Data the Government and NHS are putting out on the coronavirus vaccine rollout in England is “not good enough”, the Royal Statistical Society (RSS) has said.

A dearth of data on who is receiving coronavirus vaccines means the public cannot know how well the programme is progressing, according to Professor Jennifer Rogers, a member of the RSS Covid-19 task force.

Eight weeks into the rollout, some 5.9 million people in England and 6.8 million people in the UK have received their first dose.

But there is currently no official information on how many doses have gone to each priority group in England, which include care home residents and their carers.

The Government has also not provided estimates for how many people are in each of the priority groups, although Boris Johnson has said the top four groups total 12 million people in England and 15 million across the UK.

Daily NHS England vaccine figures show an overall number of doses, and weekly reports show a breakdown between recipients over 80 and below 80 and by region.

More detailed information is available from Public Health Wales, which publishes the number of people in each priority group and how many doses have reached them.

The RSS is calling for data to be published on how many doses have gone to each priority group, a breakdown by gender and age and which vaccine has been administered, how different settings are performing, and numbers ordered and delivered.

Prof Rogers said the available information is “not good enough to be able to answer all the questions that we might ask of this vaccine rollout”.

She told the PA news agency: “There’s so much information that we could gather about this vaccine data which is going to be so important to be able to answer all sorts of different questions.

“And the data that we have so far just really doesn’t allow us to answer many questions at all.

“And this is going to be one of the key things that’s going to help get us out of these national lockdowns and get us to the other side of this pandemic.

“It’s such an important part of this whole pandemic journey that we really need to be making sure that we fully understand where we’re at with the vaccines, where we may not be performing as well, where the gaps might be, so that we can really make sure that it’s done properly, and everybody who really needs to be protected is protected as soon as possible.”

Prof Rogers said without more detailed, regularly released data, the public cannot hold the Government to account on meeting its targets, or fully know who is being protected.

She also said it is “very important” for the Government to monitor uptake and refusal rates so it can identify any problems, including hesitancy in particular groups, and take steps to combat this.

It comes as Policy Exchange said vaccine data broken down by ethnicity, sex, age, and numbers accepted/refused must be provided to identify any problems and avoid potentially “socially divisive lockdown measures”.
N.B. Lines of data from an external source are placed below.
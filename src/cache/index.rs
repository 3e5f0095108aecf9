//! Case-insensitive concurrent string index.

use dashmap::DashMap;

/// Thread-safe map from case-insensitive string keys to values.
///
/// Keys are normalized to lower case before storage and lookup, so
/// `"MyProj"` and `"myproj"` address the same entry. Enumeration returns the
/// normalized form; the original casing does not survive a round trip.
///
/// Backed by `DashMap`, so get/put/remove/enumerate are safe under arbitrary
/// concurrent invocation without external locking.
pub struct CaseInsensitiveIndex<V> {
    entries: DashMap<String, V>,
}

impl<V> Default for CaseInsensitiveIndex<V> {
    fn default() -> Self {
        Self::new()
    }
}

impl<V> CaseInsensitiveIndex<V> {
    pub fn new() -> Self {
        Self {
            entries: DashMap::new(),
        }
    }

    fn normalize(key: &str) -> String {
        key.to_lowercase()
    }

    /// Number of entries in the index.
    pub fn len(&self) -> usize {
        self.entries.len()
    }

    pub fn is_empty(&self) -> bool {
        self.entries.is_empty()
    }

    pub fn contains_key(&self, key: &str) -> bool {
        self.entries.contains_key(&Self::normalize(key))
    }

    /// All keys currently in the index, in normalized form.
    pub fn keys(&self) -> Vec<String> {
        self.entries.iter().map(|entry| entry.key().clone()).collect()
    }
}

impl<V: Clone> CaseInsensitiveIndex<V> {
    /// Insert or replace the value for the key.
    ///
    /// Returns the previous value if the (normalized) key was present.
    pub fn put(&self, key: &str, value: V) -> Option<V> {
        self.entries.insert(Self::normalize(key), value)
    }

    pub fn get(&self, key: &str) -> Option<V> {
        self.entries
            .get(&Self::normalize(key))
            .map(|entry| entry.value().clone())
    }

    /// Remove the entry for the key, returning it if it was present.
    pub fn remove(&self, key: &str) -> Option<V> {
        self.entries
            .remove(&Self::normalize(key))
            .map(|(_, value)| value)
    }
}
Its paper says early regional figures show “substantial variation in vaccination rates, notably areas with the most ethnically diverse populations such as London featuring at the bottom of the list”.

The think tank also notes “reports of the circulation of false news, such as misinformation about the presence of alcohol or meat products in the vaccine”.
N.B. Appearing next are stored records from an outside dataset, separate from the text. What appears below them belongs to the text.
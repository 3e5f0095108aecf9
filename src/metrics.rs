//! Metrics emitted by the cache layer.
//!
//! The cache owns exactly one counter: bounded-strategy misses. The handle
//! is fire-and-forget and cheap to clone; the web server's metrics reporter
//! reads the counter on its own schedule.

use std::sync::atomic::{AtomicU64, Ordering};
use std::sync::Arc;

/// Handle for recording cache metrics.
///
/// Cheaply cloneable; all clones share the same counters, so one handle can
/// be given to the cache and another kept by the reporting side.
#[derive(Clone, Debug, Default)]
pub struct CacheMetrics {
    inner: Arc<Counters>,
}

#[derive(Debug, Default)]
struct Counters {
    project_cache_miss: AtomicU64,
}

impl CacheMetrics {
    pub fn new() -> Self {
        Self::default()
    }

    /// Record one bounded-strategy cache miss.
    #[inline]
    pub fn mark_project_cache_miss(&self) {
        self.inner.project_cache_miss.fetch_add(1, Ordering::Relaxed);
    }

    /// Total misses recorded since construction.
    pub fn project_cache_miss_count(&self) -> u64 {
        self.inner.project_cache_miss.load(Ordering::Relaxed)
    }
}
Vaccines minister Nadhim Zahawi told BBC Breakfast that vaccine data on ethnicity and occupation is being collected and will be published “very soon”.

Policy Exchange is warning that the Government may meet its target to vaccinate all in the top four priority groups by mid-February but fail to protect the poorest and those from ethnic minorities – “an equally important public health objective”.

Robert Ede, head of Policy Exchange’s health and social care unit, said: “There is much to celebrate about the current rollout. However, a lack of granular data on uptake among certain groups, and the numbers of those refusing the offer of a vaccine is worrying and threatens to undermine this good start.

“If uptake remains low in poorer, more ethnically diverse neighbourhoods, as well as higher risk of more death and serious illness further down the line, there will also be reasonable public health grounds to keep these areas under tighter restrictions while measures ease elsewhere.

“This would be a deeply undesirable situation that would amplify the health inequalities already found in society.”

It is also calling for the Government to publish monthly assessments of the impact of interventions to address vaccine hesitancy.

A spokeswoman for the NHS said: “As has been the case from the start of the vaccination programme, when someone is vaccinated this fact links to their NHS records, enabling population uptake to be monitored by ethnicity, and with aggregate data shared with local authority directors of public health as they lead work to ensure equitable community uptake.”

She added that ethnicity data is now being recorded through the IT system Pinnacle, as a  “belt-and-braces supplementary measure”.

Dr Hodon Abdi, co-chair of Royal College of Emergency Medicine’s  Equity, Diversity and Inclusion Committee, said: “This is urgent, and we hope that NHS England will use this data for forward planning and address any disparities there may be with access and availability to minority ethnic communities and those at a disproportionate risk.”